For a left-handed helix, *z* decreases as *θ* increases and equation 2 becomes

*z* = – (*p**θ*)/(2π).

Now let’s think about winding the string of beads, in the picture above, into a helical path. The simplest helix of this kind is an *integral helix* that has an integral (whole number) of beads in a single turn. For example, a 4-fold helix has 4 beads in each turn (and, therefore, in a single pitch) of the helix. If we think of each bead as a residue in a polymer chain, the *rise-per-residue* (in the axial direction) for a four-fold helix is *p*/4. A *non-integral helix* doesn’t have an integral number of beads (or residues in the case of a polymer) in each turn. In the next post we’ll meet a helical molecule that is a 3.6-fold helix that has 3.6 residues per turn of helix. So equivalent points in each residue have an angular separation of 2π/3.6 radians or 360^{o}/3.6 = 100^{o}. The rise -per-residue of this helix is *p*/3.6.

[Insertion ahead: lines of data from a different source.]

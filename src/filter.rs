//! Include/exclude filename filtering.
//!
//! Patterns are regular expressions with two shell-style conveniences:
//! `*` is rewritten to `.*` and `?` to `.` before compiling. A pattern must
//! match the whole file name (it is anchored on both ends), so `*.txt`
//! accepts `notes.txt` but not `notes.txt.bak`.
//!
//! A name is accepted when it matches at least one include pattern (or no
//! include patterns are configured) and matches no exclude pattern.
//! Only file names are filtered; directories are always descended into.
//!
//! # Example
//!
//! ```
//! use treecmp::filter::{PathFilter, PatternFilter};
//!
//! let filter = PatternFilter::new(&["*.txt".to_string()], &["secret*".to_string()]).unwrap();
//! assert!(filter.accepts("notes.txt"));
//! assert!(!filter.accepts("secret.txt"));
//! assert!(!filter.accepts("image.png"));
//! ```

use regex::Regex;

/// Decides whether a candidate file name takes part in the comparison.
pub trait PathFilter: Send + Sync {
    /// Returns `true` when `name` should be compared.
    fn accepts(&self, name: &str) -> bool;
}

/// Errors raised while building a filter.
#[derive(thiserror::Error, Debug)]
pub enum FilterError {
    /// A configured pattern failed to compile.
    #[error("Invalid pattern '{pattern}': {source}")]
    InvalidPattern {
        /// The pattern as given by the user
        pattern: String,
        /// The underlying regex error
        #[source]
        source: regex::Error,
    },
}

/// Filter backed by include and exclude pattern lists.
#[derive(Debug, Clone, Default)]
pub struct PatternFilter {
    include: Vec<Regex>,
    exclude: Vec<Regex>,
}

impl PatternFilter {
    /// Compile the include and exclude pattern lists.
    ///
    /// # Errors
    ///
    /// Returns [`FilterError::InvalidPattern`] for the first pattern that
    /// does not compile. No partially built filter is returned.
    pub fn new(include: &[String], exclude: &[String]) -> Result<Self, FilterError> {
        Ok(Self {
            include: compile_all(include)?,
            exclude: compile_all(exclude)?,
        })
    }

    /// A filter that accepts every name.
    #[must_use]
    pub fn accept_all() -> Self {
        Self::default()
    }

    /// Whether any pattern is configured.
    #[must_use]
    pub fn is_empty(&self) -> bool {
        self.include.is_empty() && self.exclude.is_empty()
    }
}

impl PathFilter for PatternFilter {
    fn accepts(&self, name: &str) -> bool {
        if !self.include.is_empty() && !self.include.iter().any(|re| re.is_match(name)) {
            return false;
        }
        !self.exclude.iter().any(|re| re.is_match(name))
    }
}

fn compile_all(patterns: &[String]) -> Result<Vec<Regex>, FilterError> {
    patterns.iter().map(|p| compile_pattern(p)).collect()
}

/// Compile one user pattern into an anchored regex.
///
/// # Errors
///
/// Returns [`FilterError::InvalidPattern`] if the rewritten pattern is not a
/// valid regular expression.
pub fn compile_pattern(pattern: &str) -> Result<Regex, FilterError> {
    let rewritten = pattern.replace('*', ".*").replace('?', ".");
    Regex::new(&format!("^(?:{rewritten})$")).map_err(|source| FilterError::InvalidPattern {
        pattern: pattern.to_string(),
        source,
    })
}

A helix that has discrete objects on a helical path is called a *discontinuous helix*. It is sometimes useful to represent discontinuous helices in two dimensions by constructing a *helix net*, as described in the appendix.

Why are a corkscrew and most screw threads right-handed helices? We use a screwdriver to turn a screw in a clockwise direction if we want it to penetrate a piece of wood. A clockwise rotation decreases *θ *and so, according to equation 2, for a right-handed helix, decreases* z – *leading to penetration of the screw*.*

This post may tell you more than you want to know about helices. It is intended to explain the terms that I will use to describe helical molecules in later posts and some other stuff I think is interesting (but maybe you don’t). I hope that the later posts will still be interesting and/or useful even if you don’t want to understand this much detail about the geometry of helices.

Related posts

21.5 Logarithmic spirals

21.3 Polar coordinates, circles and spirals

Appendix

In a helix net we take equivalent points in each repeating unit (like the centroid of each of our beads) and plot their *z* values against their *θ* values. Below I have done this for 5 turns of right-handed 4-fold and 3.6-fold helices.

In these pictures I have defined the first point to have *ρ* = *θ* = 0. Then *θ* is incremented by 360^{o}/4 (4-fold helix) or 360^{o}/3.6 (3.6-fold helix). The value of *z* is calculated, as a multiple of *p*, using equation 2. When *θ* reaches 360^{o}, I have set *θ* to 0 again.

You can see that the net of the 4-fold helix, like any other integral helix, is identical in each pitch. But the 3.6-fold net only repeats itself after 5 turns; in other words, it takes 5 turns for an equivalent point to be vertically above another.

The line through the points has a positive slope; for a left-handed helix, it would have a negative slope.